Communications Biology (Aug 2025)
Interpretable and integrative analysis of single-cell multiomics with scMKL
Abstract
Abstract The rapid advancement of single-cell technologies has led to the development of various analysis methods, each with trade-offs between predictive power and interpretability particularly for multimodal data integration. Complex machine learning models achieve high accuracy, but they often lack transparency, while simpler models are more interpretable but less effective for prediction. In this manuscript, we introduce an innovative method for single-cell analysis using Multiple Kernel Learning (scMKL), that merges the predictive capabilities of complex models with the interpretability of linear approaches, aimed at providing actionable insights from single-cell multiomics data. scMKL excels at classifying healthy and cancerous cell populations across multiple cancer types, utilizing data from single-cell RNA sequencing, ATAC sequencing, and 10x Multiome.
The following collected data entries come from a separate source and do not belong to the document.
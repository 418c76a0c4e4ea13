//! Per-section predicates.
//!
//! Two pure predicates drive the search:
//!
//! - [`is_viable`]: whether a single section satisfies the scalar
//!   constraints (time window, full/at-risk policy), independent of any
//!   other section. Applied once per section during pre-filtering.
//! - [`has_conflict`]: whether two sections overlap in time on a shared
//!   day. Symmetric, and inert for unparseable sections.

mod conflict;
mod viability;

pub use conflict::has_conflict;
pub use viability::is_viable;
//! Exact-solver comparison seam.
//!
//! The backtracking engine can be cross-validated against an independent
//! feasibility solver consuming the same problem shape and the same
//! conflict semantics. [`FeasibilitySolver`] is the plug-in point —
//! implementations may wrap external constraint solvers — and
//! [`FirstFitSolver`] is the built-in reference: a first-feasible
//! depth-first check over `rules::has_conflict`.
//!
//! Verification is conflict-only (one section per course, no overlaps);
//! scalar viability constraints are deliberately outside its scope, so
//! cross-checks against the engine are meaningful under permissive
//! constraints.

mod solver;

pub use solver::{
    agrees_with, FeasibilitySolver, FirstFitSolver, SolverLimits, SolverStatus, Verification,
};
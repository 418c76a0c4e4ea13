//! Immutable value records.
//!
//! - [`Section`]: one concrete offering (schedule text, enrollment text)
//!   candidate for a course, with its eagerly parsed
//!   [`TimeSlot`](crate::parse::TimeSlot) and the derived full/at-risk
//!   classification.
//! - [`Constraints`]: per-run scalar constraints, supplied once per search
//!   invocation and never mutated during a run.
//! - [`Timetable`]: one complete, conflict-free, per-course assignment
//!   together with its derived summary metadata.

mod constraints;
mod section;
mod timetable;

pub use constraints::Constraints;
pub use section::Section;
pub use timetable::{Timetable, TimetableMeta};
//! YAML/JSON constraints parsing.

use crate::model::Constraints;
use serde::Deserialize;
use std::fs;
use std::path::Path;
use thiserror::Error;
use tracing::debug;

/// Errors produced while loading a constraints file.
#[derive(Debug, Error)]
pub enum ConfigError {
    #[error("failed to read config file")]
    Io(#[from] std::io::Error),

    #[error("config is neither valid YAML ({yaml}) nor valid JSON ({json})")]
    Parse {
        yaml: serde_yaml::Error,
        json: serde_json::Error,
    },
}

#[derive(Debug, Deserialize)]
struct ConfigFile {
    constraints: Constraints,
}

/// Parses a constraints document from text, trying YAML first and
/// falling back to JSON.
pub fn parse_constraints(text: &str) -> Result<Constraints, ConfigError> {
    let yaml_err = match serde_yaml::from_str::<ConfigFile>(text) {
        Ok(file) => return Ok(file.constraints),
        Err(e) => e,
    };
    match serde_json::from_str::<ConfigFile>(text) {
        Ok(file) => Ok(file.constraints),
        Err(json_err) => Err(ConfigError::Parse {
            yaml: yaml_err,
            json: json_err,
        }),
    }
}

/// Loads constraints from a YAML or JSON file.
pub fn load_constraints(path: impl AsRef<Path>) -> Result<Constraints, ConfigError> {
    let path = path.as_ref();
    debug!(path = %path.display(), "loading constraints");
    parse_constraints(&fs::read_to_string(path)?)
}

/// Loads constraints from a file, or returns the defaults when no path
/// is given.
pub fn load_constraints_or_default(
    path: Option<impl AsRef<Path>>,
) -> Result<Constraints, ConfigError> {
    match path {
        Some(path) => load_constraints(path),
        None => Ok(Constraints::default()),
    }
}

#[cfg(test)]
mod tests {
    use super::*;

    const YAML: &str = "\
constraints:
  earliestStart: \"08:30\"
  latestEnd: \"17:00\"
  allowFull: false
  allowAtRisk: true
  maxSchedules: 5
  maxFullPerSchedule: 1
";

    const JSON: &str = r#"{
        "constraints": {
            "earliestStart": "09:00",
            "latestEnd": "16:00",
            "allowFull": true,
            "allowAtRisk": false,
            "maxSchedules": 3,
            "maxFullPerSchedule": 0
        }
    }"#;

    #[test]
    fn test_parse_yaml() {
        let c = parse_constraints(YAML).unwrap();
        assert_eq!(c.earliest_start.minutes(), 510);
        assert_eq!(c.latest_end.minutes(), 1020);
        assert!(!c.allow_full);
        assert_eq!(c.max_schedules, 5);
    }

    #[test]
    fn test_parse_json_fallback() {
        let c = parse_constraints(JSON).unwrap();
        assert_eq!(c.earliest_start.minutes(), 540);
        assert!(c.allow_full);
        assert!(!c.allow_at_risk);
    }

    #[test]
    fn test_missing_constraints_key() {
        assert!(matches!(
            parse_constraints("settings:\n  maxSchedules: 5\n"),
            Err(ConfigError::Parse { .. })
        ));
    }

    #[test]
    fn test_missing_field() {
        let incomplete = "\
constraints:
  earliestStart: \"08:30\"
  latestEnd: \"17:00\"
";
        assert!(parse_constraints(incomplete).is_err());
    }

    #[test]
    fn test_invalid_clock_string() {
        let bad = YAML.replace("08:30", "8 AM");
        assert!(parse_constraints(&bad).is_err());
    }

    #[test]
    fn test_defaults_without_path() {
        let c = load_constraints_or_default(None::<&Path>).unwrap();
        assert_eq!(c, Constraints::default());
    }

    #[test]
    fn test_load_from_file() {
        use std::io::Write;

        let mut file = tempfile::NamedTempFile::new().unwrap();
        file.write_all(YAML.as_bytes()).unwrap();

        let c = load_constraints(file.path()).unwrap();
        assert_eq!(c.max_full_per_schedule, 1);
    }
}
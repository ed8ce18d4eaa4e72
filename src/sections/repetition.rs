//! Repetition section - detects runs of the same character.

use secrecy::{ExposeSecret, SecretString};
use super::SectionResult;

/// Run length at which a repeated character is penalized.
const MAX_RUN: usize = 3;

pub const REPEATED_CHARS: &str = "Avoid repeating characters";

/// Penalizes any character repeated 3 or more times in a row (e.g. "aaa").
pub fn repetition_section(password: &SecretString) -> SectionResult {
    let chars: Vec<char> = password.expose_secret().chars().collect();

    let mut repeated_count = 1;
    for i in 1..chars.len() {
        if chars[i] == chars[i - 1] {
            repeated_count += 1;
            if repeated_count >= MAX_RUN {
                return SectionResult::penalty(REPEATED_CHARS);
            }
        } else {
            repeated_count = 1;
        }
    }

    SectionResult::pass()
}
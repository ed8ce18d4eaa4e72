//! Security validator - combines the strength score and the breach lookup.

use std::time::Duration;

use secrecy::SecretString;
use tokio::sync::mpsc;
use tokio_util::sync::CancellationToken;

use crate::breach::{BreachChecker, BreachError, HttpRangeSource, RangeSource};
use crate::config::BreachConfig;
use crate::evaluator::score_password;
use crate::types::SecurityResult;

/// Pause before validating in [`validate_password_tx`], so that keystrokes
/// arriving in quick succession only trigger one lookup.
pub const DEBOUNCE_INTERVAL: Duration = Duration::from_millis(500);

/// Produces a [`SecurityResult`] for a candidate password.
///
/// Stateless between calls: every `validate` scores the password, performs
/// exactly one breach lookup and builds a fresh result. No retries and no
/// rate limiting happen here.
#[derive(Debug, Clone)]
pub struct SecurityValidator<S = HttpRangeSource> {
    checker: BreachChecker<S>,
}

impl SecurityValidator<HttpRangeSource> {
    pub fn new(config: BreachConfig) -> Result<Self, BreachError> {
        Ok(Self::with_checker(BreachChecker::new(config)?))
    }

    /// Builds an HTTP-backed validator from `PWD_BREACH_*` variables.
    pub fn from_env() -> Result<Self, BreachError> {
        Ok(Self::with_checker(BreachChecker::from_env()?))
    }
}

impl<S: RangeSource> SecurityValidator<S> {
    pub fn with_checker(checker: BreachChecker<S>) -> Self {
        Self { checker }
    }

    pub fn checker(&self) -> &BreachChecker<S> {
        &self.checker
    }

    /// Scores the password and checks it against the breach corpus.
    ///
    /// Never fails. An unreachable breach service leaves the result
    /// uncompromised; inspect [`SecurityResult::breach`] to tell that case
    /// apart from a clean lookup.
    pub async fn validate(&self, password: &SecretString) -> SecurityResult {
        let strength = score_password(password);
        let breach = self.checker.check(password).await;
        SecurityResult::new(strength, breach)
    }
}

/// Debounced validation that sends the result via channel.
///
/// Waits [`DEBOUNCE_INTERVAL`] first and gives up if `token` is cancelled in
/// the meantime. A lookup already in flight is not aborted; if the token is
/// cancelled before it completes, the result is dropped as stale.
pub async fn validate_password_tx<S: RangeSource>(
    validator: &SecurityValidator<S>,
    password: &SecretString,
    token: CancellationToken,
    tx: mpsc::Sender<SecurityResult>,
) {
    #[cfg(feature = "tracing")]
    tracing::info!("validation is about to start...");

    tokio::select! {
        _ = token.cancelled() => {
            #[cfg(feature = "tracing")]
            tracing::debug!("validation cancelled during debounce");
            return;
        }
        _ = tokio::time::sleep(DEBOUNCE_INTERVAL) => {}
    }

    let result = validator.validate(password).await;

    if token.is_cancelled() {
        #[cfg(feature = "tracing")]
        tracing::debug!("discarding stale validation result");
        return;
    }

    if let Err(_e) = tx.send(result).await {
        #[cfg(feature = "tracing")]
        tracing::error!("Failed to send validation result: {}", _e);
    }
}
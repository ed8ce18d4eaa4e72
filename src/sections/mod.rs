//! Password scoring sections
//!
//! Each section analyzes a specific aspect of password strength and
//! reports a score delta plus any remediation hints.

mod length;
mod pattern;
mod repetition;
mod variety;

pub use length::{length_section, TOO_SHORT};
pub use pattern::{common_pattern_section, COMMON_PATTERN};
pub use repetition::{repetition_section, REPEATED_CHARS};
pub use variety::{
    character_variety_section, MISSING_LOWERCASE, MISSING_NUMBERS, MISSING_SPECIAL,
    MISSING_UPPERCASE,
};

/// Outcome of a single section.
/// - `delta` - points added (bonus) or removed (penalty)
/// - `feedback` - remediation hints, in the order they were found
#[derive(Debug, Default, Clone, PartialEq, Eq)]
pub struct SectionResult {
    pub delta: i64,
    pub feedback: Vec<String>,
}

impl SectionResult {
    pub fn pass() -> Self {
        Self::default()
    }

    pub fn penalty(reason: &str) -> Self {
        Self {
            delta: -1,
            feedback: vec![reason.to_string()],
        }
    }
}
It outperforms existing methods while delivering interpretable results that identify key transcriptomic and epigenetic features, as well as multimodal pathways– that existing methods have failed to achieve, in breast, lymphatic, prostate, and lung cancers. Leveraging insights from one dataset to inform analysis in a new dataset, scMKL uncovers biological pathways that distinguish treatment responses in breast cancer, low-grade from high-grade prostate tumors, and subtypes in lung cancer, thereby enhancing our understanding of cancer biology and tumor progression.